Students who used to hand in C-grade work are now producing A-grade work -Janelle Reimann, Principal of Willunga High School

The National Broadband Network (NBN) is a powerful tool capable of lighting up young minds and improving educational outcomes for children, according to teachers participating in a landmark study into Australia's first NBN-enabled schools.

The report, 21st Century Teaching Strategies for a Highly Connected World, shows educational benefits are already flowing through to children in those schools connected to the NBN that participated in the study.

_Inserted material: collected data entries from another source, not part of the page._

pub mod apdu;
pub mod clock;
pub mod config;
pub mod error;
pub mod scheduler;
pub mod state;

pub mod crypto {
    pub mod aes;
    pub mod hybrid;
    pub mod session_keys;
}

pub mod models {
    pub mod audit;
    pub mod client;
    pub mod compliance;
    pub mod envelope;
    pub mod pairing;
    pub mod protocol;
    pub mod session;
}

pub mod repositories {
    pub mod memory_pairing;
    pub mod pairing_store;
    pub mod redis_pairing;
}

pub mod services {
    pub mod audit;
    pub mod compliance;
    pub mod error_handler;
    pub mod hub;
    pub mod notifier;
    pub mod pairing;
}

pub mod handlers {
    pub mod relay;
}

pub mod validation {
    pub mod pairing;
}
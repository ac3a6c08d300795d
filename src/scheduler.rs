use std::future::Future;
use std::time::Duration;

use tokio::task::JoinHandle;
use tokio::time::{interval, MissedTickBehavior};
use tokio_util::sync::CancellationToken;

use crate::error::Result;

/// A periodic background job with cooperative shutdown.
///
/// The first run happens one full `period` after spawning. Job failures are
/// logged and the schedule keeps going.
pub struct ScheduledTask {
    name: &'static str,
    period: Duration,
    shutdown_token: CancellationToken,
}

impl ScheduledTask {
    /// Creates a new `ScheduledTask`.
    ///
    /// # Arguments
    ///
    /// * `name` - Name used in log lines.
    /// * `period` - Delay between two runs.
    /// * `shutdown_token` - Cancelling this token stops the task.
    pub fn new(name: &'static str, period: Duration, shutdown_token: CancellationToken) -> Self {
        Self {
            name,
            period,
            shutdown_token,
        }
    }

    /// Spawns the loop running `job` on every tick.
    ///
    /// The job reports how many items it processed.
    pub fn start<F, Fut>(self, mut job: F) -> JoinHandle<()>
    where
        F: FnMut() -> Fut + Send + 'static,
        Fut: Future<Output = Result<usize>> + Send + 'static,
    {
        tokio::spawn(async move {
            tracing::info!(
                task = self.name,
                period_secs = self.period.as_secs(),
                "⏱️ Scheduled task started"
            );

            let mut tick = interval(self.period);
            tick.set_missed_tick_behavior(MissedTickBehavior::Delay);
            // interval fires immediately once
            tick.tick().await;

            loop {
                tokio::select! {
                    _ = tick.tick() => {
                        match job().await {
                            Ok(processed) => {
                                tracing::debug!(task = self.name, processed, "✅ Scheduled task cycle completed");
                            }
                            Err(e) => {
                                tracing::error!(task = self.name, "❌ Scheduled task cycle failed: {}", e);
                            }
                        }
                    }
                    _ = self.shutdown_token.cancelled() => {
                        tracing::info!(task = self.name, "🛑 Shutdown signal received, stopping scheduled task");
                        break;
                    }
                }
            }
        })
    }
}

#[cfg(test)]
mod tests {
    use super::*;
    use crate::error::AppError;
    use std::sync::Arc;
    use std::sync::atomic::{AtomicUsize, Ordering};

    #[tokio::test(start_paused = true)]
    async fn runs_on_every_period_until_cancelled() {
        let token = CancellationToken::new();
        let runs = Arc::new(AtomicUsize::new(0));
        let counter = runs.clone();

        let handle = ScheduledTask::new("test", Duration::from_secs(10), token.clone()).start(
            move || {
                let counter = counter.clone();
                async move {
                    counter.fetch_add(1, Ordering::SeqCst);
                    Ok(1)
                }
            },
        );

        tokio::time::sleep(Duration::from_secs(35)).await;
        assert_eq!(runs.load(Ordering::SeqCst), 3);

        token.cancel();
        handle.await.unwrap();
        tokio::time::sleep(Duration::from_secs(30)).await;
        assert_eq!(runs.load(Ordering::SeqCst), 3);
    }

    #[tokio::test(start_paused = true)]
    async fn failing_job_does_not_stop_schedule() {
        let token = CancellationToken::new();
        let runs = Arc::new(AtomicUsize::new(0));
        let counter = runs.clone();

        let handle = ScheduledTask::new("failing", Duration::from_secs(5), token.clone()).start(
            move || {
                let counter = counter.clone();
                async move {
                    counter.fetch_add(1, Ordering::SeqCst);
                    Err(AppError::Internal("boom".to_string()))
                }
            },
        );

        tokio::time::sleep(Duration::from_secs(16)).await;
        assert_eq!(runs.load(Ordering::SeqCst), 3);
        token.cancel();
        handle.await.unwrap();
    }
}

"Even more children will benefit as the ongoing rollout of the network allows more and more schools across the country to connect to the NBN," said Kate Cornick, General Manager of Education at NBN Co. "Every Australian home, business and school will be connected to the NBN by 2021 by fibre optic cable, fixed-wireless or satellite, with internet speeds in line with countries such as Japan and South Korea.*"

A comprehensive, three-month study conducted by Victorian educational consultancy ideasLAB on behalf of NBN Co, drew on the experiences of 60 teachers and educators at PLC Armidale in NSW, Willunga High School in SA and the TAFE teacher training institute in Armidale NSW.

According to the Principal of Willunga High School, Janelle Reimann, "The NBN has facilitated a revolutionary change in the delivery of content and co-contribution of learning input. Students who used to hand in C-grade work are now producing A-grade work."

Among the findings:

  • An overwhelming majority of teachers involved in the study (96 per cent) believe the NBN will allow students to increase the quality of their work;
  • Access to superfast broadband, like that over NBN fibre, will also enable them to improve the way lessons are delivered (86 per cent)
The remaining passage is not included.